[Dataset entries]

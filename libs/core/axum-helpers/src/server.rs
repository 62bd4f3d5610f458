//! Server bootstrap: router composition and graceful shutdown.

use crate::errors::handlers::not_found;
use axum::Router;
use core_config::server::ServerConfig;
use std::io;
use tokio::signal;
use tower_http::trace::{DefaultMakeSpan, DefaultOnResponse, TraceLayer};
use tracing::{info, Level};
use utoipa::OpenApi;

/// Starts the Axum server with graceful shutdown.
///
/// # Errors
/// Returns an error if:
/// - The TCP listener fails to bind to the configured address
/// - The server encounters an error during operation
///
/// # Example
/// ```ignore
/// use axum::Router;
/// use core_config::server::ServerConfig;
/// use axum_helpers::server::create_app;
///
/// #[tokio::main]
/// async fn main() -> Result<(), Box<dyn std::error::Error>> {
///     let router = Router::new();
///     let config = ServerConfig::default();
///     create_app(router, &config).await?;
///     Ok(())
/// }
/// ```
pub async fn create_app(router: Router, server_config: &ServerConfig) -> io::Result<()> {
    let listener = tokio::net::TcpListener::bind(server_config.address()).await?;

    info!("Server starting on {}", listener.local_addr()?);
    axum::serve(listener, router.into_make_service())
        .with_graceful_shutdown(shutdown_signal())
        .await
        .inspect_err(|e| {
            tracing::error!("Server encountered an error: {:?}", e);
        })?;

    Ok(())
}

/// Creates a configured Axum router with common middleware and documentation.
///
/// This function sets up:
/// - OpenAPI documentation (Swagger UI)
/// - API routes merged at the root
/// - Request tracing middleware
/// - 404 fallback handler
///
/// Domain routers apply their own state internally; this function combines
/// them with the cross-cutting concerns.
///
/// # Type Parameters
/// * `T` - A type implementing `utoipa::OpenApi` for API documentation
///
/// # Arguments
/// * `apis` - Router with all routes (state already applied to individual routes)
pub fn create_router<T>(apis: Router) -> Router
where
    T: OpenApi + 'static,
{
    use utoipa_swagger_ui::SwaggerUi;

    Router::new()
        .merge(SwaggerUi::new("/swagger-ui").url("/api-docs/openapi.json", T::openapi()))
        .merge(apis)
        .fallback(not_found)
        .layer(
            TraceLayer::new_for_http()
                .make_span_with(DefaultMakeSpan::new().level(Level::INFO))
                .on_response(DefaultOnResponse::new().level(Level::INFO)),
        )
}

/// Shutdown signal for graceful termination (SIGINT or SIGTERM).
///
/// This function can be used with `axum::serve().with_graceful_shutdown()`.
pub async fn shutdown_signal() {
    let ctrl_c = async {
        signal::ctrl_c()
            .await
            .expect("failed to install Ctrl+C handler");
    };

    #[cfg(unix)]
    let terminate = async {
        signal::unix::signal(signal::unix::SignalKind::terminate())
            .expect("failed to install signal handler")
            .recv()
            .await;
    };

    #[cfg(not(unix))]
    let terminate = std::future::pending::<()>();

    tokio::select! {
        _ = ctrl_c => {
            info!("Received Ctrl+C signal, shutting down gracefully");
        },
        _ = terminate => {
            info!("Received SIGTERM signal, shutting down gracefully");
        },
    }
}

# TASK STATEMENT
Find the line that contains "let terminate = std::future::pending::<()>();". Repeat it and every line after it, exactly as written, up to and including the last line of the records above.

# FINISHED EXERCISE
    let terminate = std::future::pending::<()>();

    tokio::select! {
        _ = ctrl_c => {
            info!("Received Ctrl+C signal, shutting down gracefully");
        },
        _ = terminate => {
            info!("Received SIGTERM signal, shutting down gracefully");
        },
    }
}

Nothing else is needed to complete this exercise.